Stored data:

- - - - -

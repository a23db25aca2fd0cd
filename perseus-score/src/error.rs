//! Error types for scoring.
//!
//! Learner mistakes and missing input are never errors; they are
//! [`Score::Invalid`](crate::Score::Invalid) values. Errors here mean the
//! content itself is malformed.

use crate::types::WidgetOptions;

/// Error types for Perseus scoring operations.
#[derive(Debug, thiserror::Error)]
pub enum ScoreError {
    /// A rubric lacks the correct answer a scorer needs
    #[error("Rubric for {widget} is missing correct data: {detail}")]
    MissingCorrectData {
        /// Widget or graph type whose rubric is incomplete
        widget: String,
        /// Which part of the rubric is missing
        detail: String,
    },

    /// A widget's options were decoded for a different widget type
    #[error("Widget logic for {expected} received {found} options")]
    UnexpectedOptions {
        expected: String,
        found: String,
    },

    /// Raw JSON could not be decoded into widget options or input
    #[error("Failed to decode widget data: {0}")]
    Decode(#[from] serde_json::Error),
}

impl ScoreError {
    /// Rubric error for a graph type without correct coordinates.
    pub fn missing_correct(widget: impl Into<String>, detail: impl Into<String>) -> Self {
        Self::MissingCorrectData {
            widget: widget.into(),
            detail: detail.into(),
        }
    }

    /// Options whose variant does not belong to the widget logic handling them.
    pub fn unexpected_options(expected: impl Into<String>, found: &WidgetOptions) -> Self {
        Self::UnexpectedOptions {
            expected: expected.into(),
            found: found.widget_type().to_string(),
        }
    }
}

pub type Result<T> = std::result::Result<T, ScoreError>;
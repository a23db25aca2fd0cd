//! Sophia - person-centered recognition for Perseus moments
//!
//! A moment is assessed through one of four lenses, and a strategy turns the
//! learner's input into a recognition through that lens:
//!
//! - **Mastery**: graded; did the learner earn every point?
//! - **Discovery**: psychometric; which subscales do the chosen answers feed?
//! - **Reflection**: ungraded; what did the learner share?
//! - **Invitation**: whatever the registry's default strategy makes of it
//!
//! # Key Components
//!
//! - [`StrategyRegistry`]: strategies by ID, dispatched by purpose
//! - [`ScoringStrategy`]: the contract a strategy fulfils
//! - [`aggregate`]: resonance and mastery summed across many recognitions
//! - [`SophiaConfig`]: default strategy, locale and aggregation settings
//!
//! # Architecture
//!
//! ```text
//! ┌───────────────────────────────────────────────────────────────┐
//! │  Moment (purpose, content, subscale mappings) + UserInputMap  │
//! │          │                                                    │
//! │   ┌──────▼──────────┐                                         │
//! │   │StrategyRegistry │── for_purpose ──┐                       │
//! │   └─────────────────┘                 │                       │
//! │        ┌──────────────┬───────────────┼──────────────┐        │
//! │   ┌────▼────┐   ┌─────▼─────┐   ┌─────▼──────┐  ┌────▼───┐    │
//! │   │ Mastery │   │ Discovery │   │ Reflection │  │ No-op  │    │
//! │   └────┬────┘   └─────┬─────┘   └─────┬──────┘  └────┬───┘    │
//! │  perseus-score   subscale sums    text + sums        │        │
//! │        └──────────────┴───────┬───────┴──────────────┘        │
//! │                          Recognition                          │
//! │                               │                               │
//! │                  aggregate_resonance / aggregate_mastery      │
//! └───────────────────────────────────────────────────────────────┘
//! ```
//!
//! # Example
//!
//! ```
//! use perseus_score::{decode_user_input_map, PerseusRenderer, ScoreContext, WidgetRegistry};
//! use sophia::{aggregate_resonance, Moment, StrategyRegistry};
//!
//! let content: PerseusRenderer = serde_json::from_value(serde_json::json!({
//!     "content": "[[☃ radio 1]]",
//!     "widgets": {
//!         "radio 1": {"type": "radio", "options": {"choices": [
//!             {"content": "Explore"}, {"content": "Plan"}
//!         ]}}
//!     },
//!     "images": {}
//! })).unwrap();
//! let mappings = serde_json::from_value(serde_json::json!({
//!     "radio 1": {"choice-0": {"openness": 1}, "choice-1": {"conscientiousness": 1}}
//! })).unwrap();
//! let moment = Moment::discovery("d1", content, mappings);
//!
//! let widgets = WidgetRegistry::with_builtin_widgets();
//! let ctx = ScoreContext::new(&widgets, "en");
//! let strategies = StrategyRegistry::with_builtin_strategies();
//!
//! let inputs = decode_user_input_map(
//!     &moment.content.widgets,
//!     serde_json::json!({"radio 1": {"selectedChoiceIds": ["choice-0"]}}),
//! ).unwrap();
//! let recognition = strategies.recognize(&moment, &inputs, &ctx).unwrap();
//! assert_eq!(recognition.primary_subscale(), Some("openness"));
//!
//! let aggregated = aggregate_resonance(&[recognition]);
//! assert_eq!(aggregated.primary_subscale, "openness");
//! ```

pub mod aggregate;
pub mod config;
pub mod error;
pub mod strategy;
pub mod subscale;
pub mod types;

// Re-export main types
pub use aggregate::{
    aggregate_mastery, aggregate_resonance, create_insight_message, has_clear_primary,
    merge_aggregated_resonance, normalize_scores, subscale_rankings, SubscaleRanking,
    DEFAULT_CLEAR_PRIMARY_THRESHOLD,
};
pub use config::{AggregationConfig, SophiaConfig};
pub use error::{Result, SophiaError};
pub use strategy::{
    DiscoveryStrategy, MasteryStrategy, NoOpStrategy, ReflectionStrategy, ScoringStrategy,
    StrategyRegistry, WidgetScorer, WidgetScoringResult,
};
pub use subscale::{selected_choice_keys, sum_subscale_contributions};
pub use types::*;
//! Mastery: graded assessment with right and wrong answers.

use tracing::trace;

use perseus_score::{
    content_empty_widget_ids, score_perseus_item, PerseusRenderer, ScoreContext, UserInput,
    UserInputMap, WidgetInfo,
};

use super::{ScoringStrategy, WidgetScorer, WidgetScoringResult};
use crate::error::Result;
use crate::types::{AssessmentPurpose, MasteryResult, Moment, Recognition};

/// Scores every widget of a moment and reports whether the learner earned
/// every point.
#[derive(Debug, Clone, Copy, Default)]
pub struct MasteryStrategy;

impl MasteryStrategy {
    pub const ID: &'static str = "mastery";
}

impl ScoringStrategy for MasteryStrategy {
    fn id(&self) -> &str {
        Self::ID
    }

    fn name(&self) -> &str {
        "Mastery Assessment"
    }

    fn empty_widget_ids(
        &self,
        content: &PerseusRenderer,
        inputs: &UserInputMap,
        ctx: &ScoreContext<'_>,
    ) -> Vec<String> {
        content_empty_widget_ids(content, inputs, ctx)
    }

    fn recognize(
        &self,
        moment: &Moment,
        inputs: &UserInputMap,
        ctx: &ScoreContext<'_>,
    ) -> Result<Recognition> {
        let score = score_perseus_item(&moment.content, inputs, ctx)?;
        let mastery = MasteryResult::from_score(&score);

        Ok(Recognition::new(moment.id.clone(), AssessmentPurpose::Mastery, inputs.clone())
            .with_mastery(mastery))
    }

    fn widget_scorer(&self) -> Option<&dyn WidgetScorer> {
        Some(self)
    }
}

impl WidgetScorer for MasteryStrategy {
    fn score_widget(
        &self,
        widget_id: &str,
        widget: &WidgetInfo,
        input: Option<&UserInput>,
        ctx: &ScoreContext<'_>,
    ) -> Result<Option<WidgetScoringResult>> {
        let Some(scorer) = ctx.registry.scorer(&widget.widget_type) else {
            return Ok(None);
        };

        let validation = ctx
            .registry
            .validator(&widget.widget_type)
            .and_then(|validator| validator.validate(input, &widget.options, ctx));

        let score = match validation {
            Some(invalid) => invalid,
            None => scorer.score(input, &widget.options, ctx)?,
        };
        trace!(widget_id, widget_type = %widget.widget_type, ?score, "Live widget score");

        Ok(Some(WidgetScoringResult {
            widget_id: widget_id.to_string(),
            score,
            is_scoreable: true,
        }))
    }
}

#[cfg(test)]
mod tests {
    use super::*;
    use perseus_score::{Score, WidgetRegistry};
    use pretty_assertions::assert_eq;
    use serde_json::json;

    fn content() -> PerseusRenderer {
        serde_json::from_value(json!({
            "content": "[[☃ radio 1]] [[☃ sorter 1]]",
            "widgets": {
                "radio 1": {
                    "type": "radio",
                    "options": {"choices": [{"content": "A", "correct": true}, {"content": "B"}]}
                },
                "sorter 1": {
                    "type": "sorter",
                    "options": {"correct": ["x", "y", "z"], "padding": true, "layout": "horizontal"}
                }
            },
            "images": {}
        }))
        .unwrap()
    }

    fn inputs(sorted: &[&str]) -> UserInputMap {
        let widgets = content().widgets;
        perseus_score::decode_user_input_map(
            &widgets,
            json!({
                "radio 1": {"selectedChoiceIds": ["choice-0"]},
                "sorter 1": {"options": sorted, "changed": true}
            }),
        )
        .unwrap()
    }

    #[test]
    fn test_all_correct_is_demonstrated() {
        let widgets = WidgetRegistry::with_builtin_widgets();
        let ctx = ScoreContext::new(&widgets, "en");
        let moment = Moment::mastery("m1", content());

        let recognition = MasteryStrategy
            .recognize(&moment, &inputs(&["x", "y", "z"]), &ctx)
            .unwrap();
        assert_eq!(recognition.purpose, AssessmentPurpose::Mastery);
        assert!(recognition.has_demonstrated());
        assert_eq!(recognition.mastery_percentage(), 100);
    }

    #[test]
    fn test_partial_credit_is_not_demonstrated() {
        let widgets = WidgetRegistry::with_builtin_widgets();
        let ctx = ScoreContext::new(&widgets, "en");
        let moment = Moment::mastery("m1", content());

        let recognition = MasteryStrategy
            .recognize(&moment, &inputs(&["z", "y", "x"]), &ctx)
            .unwrap();
        let mastery = recognition.mastery.unwrap();
        assert!(!mastery.demonstrated);
        assert_eq!((mastery.score, mastery.total), (1.0, 2.0));
    }

    #[test]
    fn test_blank_input_is_zero_of_one() {
        let widgets = WidgetRegistry::with_builtin_widgets();
        let ctx = ScoreContext::new(&widgets, "en");
        let moment = Moment::mastery("m1", content());

        let recognition = MasteryStrategy
            .recognize(&moment, &UserInputMap::new(), &ctx)
            .unwrap();
        let mastery = recognition.mastery.unwrap();
        assert_eq!((mastery.demonstrated, mastery.score, mastery.total), (false, 0.0, 1.0));

        assert_eq!(
            MasteryStrategy.empty_widget_ids(&moment.content, &UserInputMap::new(), &ctx),
            vec!["radio 1", "sorter 1"]
        );
    }

    #[test]
    fn test_live_widget_score_validates_first() {
        let widgets = WidgetRegistry::with_builtin_widgets();
        let ctx = ScoreContext::new(&widgets, "en");
        let content = content();
        let radio = &content.widgets["radio 1"];
        let scorer = MasteryStrategy.widget_scorer().unwrap();

        let blank = scorer.score_widget("radio 1", radio, None, &ctx).unwrap().unwrap();
        assert!(blank.score.is_invalid());
        assert!(blank.is_scoreable);

        let answer = UserInput::radio_choices(["choice-0"]);
        let graded = scorer
            .score_widget("radio 1", radio, Some(&answer), &ctx)
            .unwrap()
            .unwrap();
        assert_eq!(graded.widget_id, "radio 1");
        assert_eq!(graded.score, Score::correct());
    }

    #[test]
    fn test_live_score_for_unscored_widget_is_none() {
        let widgets = WidgetRegistry::new();
        let ctx = ScoreContext::new(&widgets, "en");
        let content = content();

        let result = MasteryStrategy
            .score_widget("radio 1", &content.widgets["radio 1"], None, &ctx)
            .unwrap();
        assert_eq!(result, None);
    }
}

- - - - -

=== ABOUT THIS EXERCISE ===
Check every line of the records, and copy the ones that hold the word "SophiaConfig".

=== TASK OUTPUT ===
//! - [`SophiaConfig`]: default strategy, locale and aggregation settings
pub use config::{AggregationConfig, SophiaConfig};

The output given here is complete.